Maybe, there are tasks or problems where we once could meaningfully apply QC, but these tasks have not been found yet. Certainly, however, we will never be able to use QC to get “results”, to get sth calculated, since any result, even intermediate ones, are already again part of the identifiability game. So I would say that the probability for meaningfulness of QC is rather low.

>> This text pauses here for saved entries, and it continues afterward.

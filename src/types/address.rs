//! Account addresses.
//!
//! An address is an opaque 20-byte identifier. The engine never verifies
//! signatures; callers are trusted to authenticate out of band.

use serde::{Deserialize, Serialize};
use std::fmt;
use std::str::FromStr;

/// Length of an address in bytes
pub const ADDRESS_LEN: usize = 20;

/// A 20-byte account identifier
#[derive(Clone, Copy, PartialEq, Eq, Hash, PartialOrd, Ord, Serialize, Deserialize)]
pub struct Address([u8; ADDRESS_LEN]);

impl Address {
    /// The zero address
    pub const ZERO: Self = Self([0u8; ADDRESS_LEN]);

    /// Create an address from raw bytes
    #[must_use]
    pub const fn from_bytes(bytes: [u8; ADDRESS_LEN]) -> Self {
        Self(bytes)
    }

    /// Create an address with the value in the trailing eight bytes,
    /// big-endian. Useful for fixtures and genesis accounts.
    #[must_use]
    pub const fn from_low_u64(value: u64) -> Self {
        let mut bytes = [0u8; ADDRESS_LEN];
        let be = value.to_be_bytes();
        let mut i = 0;
        while i < 8 {
            bytes[ADDRESS_LEN - 8 + i] = be[i];
            i += 1;
        }
        Self(bytes)
    }

    /// Get the underlying bytes
    #[must_use]
    pub const fn as_bytes(&self) -> &[u8; ADDRESS_LEN] {
        &self.0
    }

    /// Convert to a 0x-prefixed hex string
    #[must_use]
    pub fn to_hex(&self) -> String {
        format!("0x{}", hex::encode(self.0))
    }

    /// Parse from a hex string (with or without 0x prefix)
    ///
    /// # Errors
    /// Returns error if the hex is invalid or the wrong length
    pub fn from_hex(s: &str) -> Result<Self, AddressError> {
        let stripped = s.strip_prefix("0x").unwrap_or(s);
        let bytes = hex::decode(stripped).map_err(|e| AddressError::InvalidHex(e.to_string()))?;

        if bytes.len() != ADDRESS_LEN {
            return Err(AddressError::InvalidLength { got: bytes.len() });
        }

        let mut arr = [0u8; ADDRESS_LEN];
        arr.copy_from_slice(&bytes);
        Ok(Self(arr))
    }
}

impl fmt::Debug for Address {
    fn fmt(&self, f: &mut fmt::Formatter<'_>) -> fmt::Result {
        write!(f, "Address({}..)", &self.to_hex()[..10])
    }
}

impl fmt::Display for Address {
    fn fmt(&self, f: &mut fmt::Formatter<'_>) -> fmt::Result {
        write!(f, "{}", self.to_hex())
    }
}

impl FromStr for Address {
    type Err = AddressError;

    fn from_str(s: &str) -> Result<Self, Self::Err> {
        Self::from_hex(s)
    }
}

impl AsRef<[u8]> for Address {
    fn as_ref(&self) -> &[u8] {
        &self.0
    }
}

/// Address parsing errors
#[derive(Debug, Clone, thiserror::Error)]
pub enum AddressError {
    /// Hex decoding failed
    #[error("invalid hex: {0}")]
    InvalidHex(String),
    /// Wrong number of bytes
    #[error("invalid address length: expected {ADDRESS_LEN} bytes, got {got}")]
    InvalidLength {
        /// Number of bytes actually decoded
        got: usize,
    },
}

#[cfg(test)]
mod tests {
    use super::*;

    #[test]
    fn test_hex_roundtrip() {
        let addr = Address::from_low_u64(0xdead_beef);
        let parsed = Address::from_hex(&addr.to_hex()).unwrap();
        assert_eq!(addr, parsed);
    }

    #[test]
    fn test_from_low_u64() {
        let addr = Address::from_low_u64(5);
        assert_eq!(addr.as_bytes()[ADDRESS_LEN - 1], 5);
        assert_eq!(addr.as_bytes()[0], 0);
        assert_ne!(addr, Address::from_low_u64(4));
    }

    #[test]
    fn test_parse_rejects_bad_input() {
        assert!(Address::from_hex("0x1234").is_err());
        assert!(Address::from_hex("not hex at all").is_err());
        assert!("0x0000000000000000000000000000000000000001"
            .parse::<Address>()
            .is_ok());
    }
}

I would rather predict the convergence of quantum-based systems, non-turing-computing and the development of machine-based episteme, i.e. true understanding. Yet, that’s nothing that could not be simulated on digital computers. Such, there is no principal difference, it is just one of speed (which is nonetheless an important difference).

cheers

Re: “ineffectiveness of mathematics”, this is a view hold by Gromov, for example, as far as I understand at least. More specifically, the mathematics needed for understanding big data is not yet invented, be it about how a big protein unfolds, about how a cell or about how our vision system works. This is not meaning that mathematics will be ineffective forever, but it means that probably we need a new frame. To make a comparison, it is like physics before Newton and Leibniz. Without differential calculus, it is just a vast collection of particular data. As many people remark, we know all about the fundamental principles (or almost, there is always a possibility of something new to appear), but this is not sufficient for understading the behaviour of even moderately large systems made by parts which function according to said principles (for example a protein).

Re: QC, I am not qualified enough to have opinions to share, others than it looks fascinating to try to understand, model and experiment.

Re:computation in general, I am barely more competent, but in some sense this is mathematics combined with models of nature, which falls within my experience. From this experience I find very hard to believe that the “extended Church-Turing thesis” makes even sense as a formulation, although the Church-Turing thesis looks as strong as possible.

To close with an example of mine of counterfactual thinking, who knows, maybe if Turing would have lived more, he would have formulated a “living Turing machine”. But that’s not proof of anything.